One hundred fifty issues of Ombre e Luci—a milestone in what we hope will be a long journey ahead, rich with encounters. Stories, words, languages, and images we curate with care for each new edition, to show how essential it is to be in relationship with one another, with the firm conviction that no one should be left behind. Ombre e Luci was born 37 years ago to weave bonds across distance with people who found no friendship or connection around them because of mental disability. Those distances have narrowed for many in those 37 years, but not for all—and nowhere near as widely or completely as we would hope, as Olga Gurevitch writes to us from Russia. Yet signs of that narrowing do exist, even in worlds like cinema, which we explore in this issue's focus.
For Ombre e Luci itself, the distances have shrunk. Our biweekly newsletter closes the gap between print editions. Twitter brings us good leads. And our website, with its expanding space, now gives readers access to our archive—we've climbed back to the year 2000, which feels like yesterday but isn't—full of hope and paths to follow.

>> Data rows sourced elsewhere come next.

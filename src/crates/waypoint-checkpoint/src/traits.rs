//! Checkpoint persistence trait
//!
//! [`CheckpointSaver`] is the seam between the execution engine and storage.
//! The engine calls [`put`](CheckpointSaver::put) after every step and on
//! suspension, [`put_writes`](CheckpointSaver::put_writes) to record resume
//! values, and [`get_tuple`](CheckpointSaver::get_tuple) to reload a thread.
//!
//! # Implementing a backend
//!
//! ```rust,ignore
//! use waypoint_checkpoint::{
//!     CheckpointSaver, CheckpointConfig, Checkpoint, CheckpointMetadata,
//!     CheckpointTuple, CheckpointStream, PendingWrite, Result,
//! };
//! use async_trait::async_trait;
//!
//! struct RedisCheckpointSaver { /* client */ }
//!
//! #[async_trait]
//! impl CheckpointSaver for RedisCheckpointSaver {
//!     async fn get_tuple(&self, config: &CheckpointConfig) -> Result<Option<CheckpointTuple>> { todo!() }
//!     async fn list(/* ... */) -> Result<CheckpointStream> { todo!() }
//!     async fn put(/* ... */) -> Result<CheckpointConfig> { todo!() }
//!     async fn put_writes(/* ... */) -> Result<()> { todo!() }
//! }
//! ```

use crate::{
    checkpoint::{Checkpoint, CheckpointConfig, CheckpointMetadata, CheckpointTuple},
    error::Result,
};
use async_trait::async_trait;
use futures::stream::Stream;
use serde_json::Value;
use std::collections::HashMap;
use std::pin::Pin;

/// Stream of checkpoint tuples, newest first
pub type CheckpointStream =
    Pin<Box<dyn Stream<Item = Result<CheckpointTuple>> + Send + 'static>>;

/// Persistence backend for checkpoints
///
/// Implementations must keep checkpoints of different threads fully isolated
/// and must never modify a checkpoint after `put` returns; only pending
/// writes may be attached afterwards.
#[async_trait]
pub trait CheckpointSaver: Send + Sync {
    /// Fetch a checkpoint without its tuple data
    async fn get(&self, config: &CheckpointConfig) -> Result<Option<Checkpoint>> {
        Ok(self.get_tuple(config).await?.map(|tuple| tuple.checkpoint))
    }

    /// Fetch a checkpoint tuple
    ///
    /// Returns the checkpoint named by `config.checkpoint_id`, or the latest
    /// checkpoint of `config.thread_id` when no id is given.
    async fn get_tuple(&self, config: &CheckpointConfig) -> Result<Option<CheckpointTuple>>;

    /// List checkpoints, newest first
    ///
    /// * `config` - restrict to one thread (all threads when `None`)
    /// * `filter` - keep checkpoints whose serialized metadata has these values
    /// * `before` - only checkpoints saved before this one
    /// * `limit` - maximum number of results
    async fn list(
        &self,
        config: Option<&CheckpointConfig>,
        filter: Option<HashMap<String, Value>>,
        before: Option<&CheckpointConfig>,
        limit: Option<usize>,
    ) -> Result<CheckpointStream>;

    /// Store a checkpoint
    ///
    /// `config.checkpoint_id`, when set, becomes the parent of the new
    /// checkpoint. Returns a config pointing at the stored checkpoint.
    async fn put(
        &self,
        config: &CheckpointConfig,
        checkpoint: Checkpoint,
        metadata: CheckpointMetadata,
    ) -> Result<CheckpointConfig>;

    /// Attach writes to the checkpoint named by `config`
    async fn put_writes(
        &self,
        config: &CheckpointConfig,
        writes: Vec<(String, Value)>,
        task_id: String,
    ) -> Result<()>;

    /// Delete every checkpoint of a thread
    async fn delete_thread(&self, thread_id: &str) -> Result<()> {
        let _ = thread_id;
        Ok(())
    }
}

Fresh air for difficult times like ours, when we must ensure that no one goes unnoticed or feels abandoned. These are times when trust and hope must be sustained, as Lucina Spaccia reminds us, even when our thoughts turn dark. Hope often described by Mariangela Bertolini—in the essay we republish here and elsewhere—alongside faith, which arises precisely "in dark moments, in moments unbearable to live through." Let us nourish together that "force that overwhelms us and makes us endure; a force that—Mariangela said, in another place—I believe arrives through the people we know: parents, friends, and someone else who is the One who lives in us. Even when we want nothing more to do with Him. He sustains us and tells us 'Go forward and do not be afraid.'" Because hope blooms in being together.